I suppose that lots of credits must be given to Mariela Castro herself and the interest she's taken on behalf of a group of people largely misunderstood. She's said that for many years she tried to change her dad's own views on homosexuality and that he, far from encouraging at first, cautioned her later to be prudent and to continue with her activism.

It's difficult to predict how far these changes will go towards slowly moving away from a monolithic political system, and how much Raul Castro will tolerate.  There could be a political backlash. As a friend of mine from London wrote me in a email, she hopes that these changes are not simply cosmetic in nature and used as a ruse to imprison gays and lesbians later on.

I don't think that's the case; first, the Cuban government, far from being a politically pluralistic society, didn't have to open up a space for Cuba's gay, lesbian, transsexual and trans-gendered community in order to retaliate against them later on. Yet it did and it's curious that while in the past it has lumped members of the GLBT community with political reactionaries, this time it hasn't and, in fact, separated them altogether as a potential political threat.  Don't fool yourselves, it could happen even with Mariela's best intentions.


Cuba's ratification into law of Resolution 126 as well as the striving to fully integrate members of the gay, lesbian, trans-gendered and transsexual community to the forefront of public discourse and legal rights seem to be the most liberal and ambitious of its kind in the Western hemisphere, including its neighbor to the north the United States.  (By the way, Mexico just this week seems to be on the forefront of progressives social policies as well legalizing gay marriages, another one of its kind simply because Mexican society is still dominated by the old prejudices and that equally hypocritical Machismo mentality.)
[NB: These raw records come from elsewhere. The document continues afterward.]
//! Dono Ingest Library
#![deny(clippy::unwrap_used, clippy::expect_used)]
//!
//! Loads payroll and donation object files into a record store.
//!
//! # Pipeline
//!
//! - **[`object_file`]**: streaming parser for the indentation-structured
//!   text format; emits each node when its block closes
//! - **[`records`]**: turns `Employee` and `Rate` nodes into typed records
//! - **[`coordinator`]**: persists records and converts foreign-currency
//!   donations once their exchange rate is known
//! - **[`sink`]**: the record store (PostgreSQL, or in memory)
//! - **[`loader`]**: runs a directory of files concurrently
//!
//! # Example
//!
//! ```no_run
//! use dono_ingest::loader::{DirectoryLoader, LoadOptions};
//! use dono_ingest::sink::MemorySink;
//! use std::path::Path;
//!
//! #[tokio::main]
//! async fn main() -> anyhow::Result<()> {
//!     let sink = MemorySink::new();
//!     let summary = DirectoryLoader::new(&sink, LoadOptions::default())
//!         .load_dir(Path::new("./data/db"))
//!         .await?;
//!     println!("{}", summary.totals);
//!     Ok(())
//! }
//! ```

pub mod config;
pub mod coordinator;
pub mod error;
pub mod loader;
pub mod object_file;
pub mod records;
pub mod sink;

// Re-export commonly used types
pub use config::IngestConfig;
pub use coordinator::{ingest_str, IngestionCoordinator, RunStats};
pub use error::{FormatError, IngestError, Result};
pub use loader::{DirectoryLoader, LoadOptions, LoadSummary};
pub use object_file::{CompositeNode, LineSource, NodeHandler, ObjectFileParser};
pub use sink::{MemorySink, Sink};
If Cuba's government continues on this road towards a semblance of pluralism, Raul Castro's Cuba may follow a path unlike any of us had ever expected. Others are very skeptical that this will translate into any form of political openness.  They argue that this is just a little band-aid given to an oozing problem.  It remains to be seen, though, if these changes however slow can also be irreversible. 
Time will tell.  One never knows what's going to happen in Cuba from one minute to the next.